European Journal of Political Economy
This paper provides a theoretical and empirical analysis of the relationship between politicians' salaries and voters' trust in institutions. Investigating the 2009 pay harmonisation of MEP salaries, we find a significant decrease in institutional trust following the reform, consistent with a model in which politicians have incentives to approve salary increases that erode public trust.
2026 Working paper
As If It Never Were: The Long-Run Effects of the Berlin Rent Cap
Urzay-Gómez, S.
This paper estimates the causal effect of the Berlin rent cap (Mietendeckel, 2020–2021) on the housing market, using a difference-in-differences design that exploits the spatial discontinuity at the Berlin city boundary. The analysis draws on administrative transaction data for the German rental market.
2026 Working paper
Cultural or Institutional? Decomposing the Persistent East-West Childcare Frontier in Berlin, 2003–2021
Urzay-Gómez, S.; Verd-Llabrés, G.
More than three decades after reunification, childcare enrollment rates among children under three remain markedly higher in East Berlin than in West Berlin. This paper decomposes this persistent gap into cultural and institutional channels, exploiting individual-level data from the German Socio-Economic Panel (SOEP) over 2003–2021. The results are consistent with an institutional account: the gap is driven by place of residence and correlated with differences in childcare supply, rather than by the cultural legacy of East German origin.
Work in Progress
The Political Footprint of EU Transfers: Perception, Identity, and Integration Preferences
Examines whether exposure to EU cohesion funds shapes citizens' European identity and integration preferences.

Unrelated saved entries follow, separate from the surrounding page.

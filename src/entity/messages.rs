//! 消息实体

use sea_orm::entity::prelude::*;

#[derive(Clone, Debug, PartialEq, DeriveEntityModel)]
#[sea_orm(table_name = "messages")]
pub struct Model {
    #[sea_orm(primary_key)]
    pub id: i64,
    pub sender_id: i64,
    pub receiver_id: i64,
    pub related_student_id: Option<i64>,
    pub subject: Option<String>,
    #[sea_orm(column_type = "Text")]
    pub content: String,
    pub is_read: bool,
    pub read_at: Option<i64>,
    pub created_at: i64,
}

#[derive(Copy, Clone, Debug, EnumIter, DeriveRelation)]
pub enum Relation {
    #[sea_orm(
        belongs_to = "super::users::Entity",
        from = "Column::SenderId",
        to = "super::users::Column::Id"
    )]
    Sender,
    #[sea_orm(
        belongs_to = "super::users::Entity",
        from = "Column::ReceiverId",
        to = "super::users::Column::Id"
    )]
    Receiver,
}

impl ActiveModelBehavior for ActiveModel {}

impl Model {
    pub fn into_message(self) -> crate::models::messages::entities::Message {
        use crate::models::messages::entities::Message;
        use chrono::{DateTime, Utc};

        Message {
            id: self.id,
            sender_id: self.sender_id,
            receiver_id: self.receiver_id,
            related_student_id: self.related_student_id,
            subject: self.subject,
            content: self.content,
            is_read: self.is_read,
            read_at: self
                .read_at
                .and_then(|ts| DateTime::<Utc>::from_timestamp(ts, 0)),
            created_at: DateTime::<Utc>::from_timestamp(self.created_at, 0).unwrap_or_default(),
        }
    }
}
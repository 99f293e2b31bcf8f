pub mod require_jwt;
pub mod require_role;

pub use require_jwt::RequireJWT;
pub use require_role::RequireRole;

use actix_web::{HttpResponse, http::StatusCode, http::header::CONTENT_TYPE};

use crate::models::{ApiResponse, ErrorCode};

// 中间件共用的错误响应构造
pub(crate) fn create_error_response(
    status: StatusCode,
    code: ErrorCode,
    message: &str,
) -> HttpResponse {
    HttpResponse::build(status)
        .insert_header((CONTENT_TYPE, "application/json; charset=utf-8"))
        .json(ApiResponse::error_empty(code, message))
}
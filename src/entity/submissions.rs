//! 提交实体

use sea_orm::entity::prelude::*;

#[derive(Clone, Debug, PartialEq, DeriveEntityModel)]
#[sea_orm(table_name = "submissions")]
pub struct Model {
    #[sea_orm(primary_key)]
    pub id: i64,
    pub assignment_id: i64,
    pub student_id: i64,
    #[sea_orm(column_type = "Text")]
    pub content: String,
    /// JSON 编码的 URL 数组，storage 层负责编解码
    #[sea_orm(column_type = "Text", nullable)]
    pub attachments: Option<String>,
    pub status: String,
    pub score: Option<f64>,
    #[sea_orm(column_type = "Text", nullable)]
    pub feedback: Option<String>,
    pub submitted_at: Option<i64>,
    pub graded_at: Option<i64>,
    pub graded_by: Option<i64>,
    pub created_at: i64,
    pub updated_at: i64,
}

#[derive(Copy, Clone, Debug, EnumIter, DeriveRelation)]
pub enum Relation {
    #[sea_orm(
        belongs_to = "super::assignments::Entity",
        from = "Column::AssignmentId",
        to = "super::assignments::Column::Id"
    )]
    Assignment,
    #[sea_orm(
        belongs_to = "super::users::Entity",
        from = "Column::StudentId",
        to = "super::users::Column::Id"
    )]
    Student,
}

impl Related<super::assignments::Entity> for Entity {
    fn to() -> RelationDef {
        Relation::Assignment.def()
    }
}

impl Related<super::users::Entity> for Entity {
    fn to() -> RelationDef {
        Relation::Student.def()
    }
}

impl ActiveModelBehavior for ActiveModel {}

impl Model {
    pub fn into_submission(self) -> crate::models::submissions::entities::Submission {
        use crate::models::submissions::entities::{Submission, SubmissionStatus};
        use chrono::{DateTime, Utc};

        let attachments = self
            .attachments
            .as_deref()
            .and_then(|raw| serde_json::from_str::<Vec<String>>(raw).ok())
            .unwrap_or_default();

        Submission {
            id: self.id,
            assignment_id: self.assignment_id,
            student_id: self.student_id,
            content: self.content,
            attachments,
            status: self.status.parse().unwrap_or(SubmissionStatus::Draft),
            score: self.score,
            feedback: self.feedback,
            submitted_at: self
                .submitted_at
                .and_then(|ts| DateTime::<Utc>::from_timestamp(ts, 0)),
            graded_at: self
                .graded_at
                .and_then(|ts| DateTime::<Utc>::from_timestamp(ts, 0)),
            graded_by: self.graded_by,
            created_at: DateTime::<Utc>::from_timestamp(self.created_at, 0).unwrap_or_default(),
            updated_at: DateTime::<Utc>::from_timestamp(self.updated_at, 0).unwrap_or_default(),
        }
    }
}
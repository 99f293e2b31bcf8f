use actix_web::{HttpRequest, HttpResponse, Result as ActixResult};

use crate::middlewares::RequireJWT;
use crate::models::{ApiResponse, ErrorCode};

use super::AuthService;

pub async fn handle_profile(
    _service: &AuthService,
    request: &HttpRequest,
) -> ActixResult<HttpResponse> {
    match RequireJWT::extract_user_claims(request) {
        Some(user) => Ok(HttpResponse::Ok().json(ApiResponse::success(user, "获取用户信息成功"))),
        None => Ok(HttpResponse::Unauthorized().json(ApiResponse::error_empty(
            ErrorCode::Unauthorized,
            "未登录，请先登录",
        ))),
    }
}
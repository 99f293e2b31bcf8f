use actix_web::{HttpRequest, HttpResponse, Result as ActixResult};
use tracing::info;

use super::MessageService;
use crate::middlewares::RequireJWT;
use crate::models::messages::requests::SendMessageRequest;
use crate::models::{ApiResponse, ErrorCode};
use crate::services::websocket;

/// 发送消息
///
/// 先落库，再尽力推送给在线的接收者；推送失败不影响持久化结果。
pub async fn send_message(
    service: &MessageService,
    message_data: SendMessageRequest,
    request: &HttpRequest,
) -> ActixResult<HttpResponse> {
    let Some(user) = RequireJWT::extract_user_claims(request) else {
        return Ok(HttpResponse::Unauthorized().json(ApiResponse::error_empty(
            ErrorCode::Unauthorized,
            "未登录，请先登录",
        )));
    };

    if message_data.content.trim().is_empty() {
        return Ok(HttpResponse::UnprocessableEntity().json(ApiResponse::error_empty(
            ErrorCode::Validation,
            "消息内容不能为空",
        )));
    }

    if message_data.receiver_id == user.id {
        return Ok(HttpResponse::UnprocessableEntity().json(ApiResponse::error_empty(
            ErrorCode::Validation,
            "不能给自己发消息",
        )));
    }

    let storage = service.get_storage(request);

    match storage.get_user_by_id(message_data.receiver_id).await {
        Ok(Some(_)) => {}
        Ok(None) => {
            return Ok(HttpResponse::NotFound().json(ApiResponse::error_empty(
                ErrorCode::ReceiverNotFound,
                "接收者不存在",
            )));
        }
        Err(e) => {
            return Ok(
                HttpResponse::InternalServerError().json(ApiResponse::error_empty(
                    ErrorCode::InternalServerError,
                    format!("发送消息失败: {e}"),
                )),
            );
        }
    }

    match storage.create_message(user.id, message_data).await {
        Ok(message) => {
            info!(
                "Message {} sent from {} to {}",
                message.id, message.sender_id, message.receiver_id
            );
            // 尽力而为的在线推送，接收者离线时静默跳过
            websocket::push_message_to_user(message.receiver_id, message.clone());
            Ok(HttpResponse::Created().json(ApiResponse::success(message, "消息发送成功")))
        }
        Err(e) => Ok(
            HttpResponse::InternalServerError().json(ApiResponse::error_empty(
                ErrorCode::InternalServerError,
                format!("发送消息失败: {e}"),
            )),
        ),
    }
}
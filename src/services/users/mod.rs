pub mod approve;
pub mod get;
pub mod list;
pub mod suspend;
pub mod update;

use actix_web::{HttpRequest, HttpResponse, Result as ActixResult};
use std::sync::Arc;

use crate::models::users::requests::{UpdateUserRequest, UserListQuery};
use crate::storage::Storage;

pub struct UserService {
    storage: Option<Arc<dyn Storage>>,
}

impl UserService {
    pub fn new_lazy() -> Self {
        Self { storage: None }
    }

    pub(crate) fn get_storage(&self, request: &HttpRequest) -> Arc<dyn Storage> {
        if let Some(storage) = &self.storage {
            storage.clone()
        } else {
            request
                .app_data::<actix_web::web::Data<Arc<dyn Storage>>>()
                .expect("Storage not found in app data")
                .get_ref()
                .clone()
        }
    }

    // 获取用户列表
    pub async fn list_users(
        &self,
        query: UserListQuery,
        request: &HttpRequest,
    ) -> ActixResult<HttpResponse> {
        list::list_users(self, query, request).await
    }

    // 根据ID获取用户
    pub async fn get_user(&self, user_id: i64, request: &HttpRequest) -> ActixResult<HttpResponse> {
        get::get_user(self, user_id, request).await
    }

    // 更新用户信息
    pub async fn update_user(
        &self,
        user_id: i64,
        update_data: UpdateUserRequest,
        request: &HttpRequest,
    ) -> ActixResult<HttpResponse> {
        update::update_user(self, user_id, update_data, request).await
    }

    // 审核通过待审核账号
    pub async fn approve_user(
        &self,
        user_id: i64,
        request: &HttpRequest,
    ) -> ActixResult<HttpResponse> {
        approve::approve_user(self, user_id, request).await
    }

    // 停用账号（软删除）
    pub async fn suspend_user(
        &self,
        user_id: i64,
        request: &HttpRequest,
    ) -> ActixResult<HttpResponse> {
        suspend::suspend_user(self, user_id, request).await
    }
}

Persistent Welfare Dependence and Disengagement from Mainstream Politics: Evidence from Hartz IV in Germany
Studies the effect of the Hartz IV reform on long-term welfare reliance and political disengagement in Germany.
Geography, Housing Prices, and Support for European Integration
Investigates whether housing affordability in urban areas affects voters' support for European integration.
Labour Market Effects of Hard Borders: Evidence from the German Eastern Border after 2011
Uses the 2011 opening of the German labour market to Eastern Europeans as a natural experiment to estimate border effects on wages and employment.
Coalition Stability and Parliamentary Contiguity
Analyses the role of ideological contiguity in the formation and stability of parliamentary coalitions.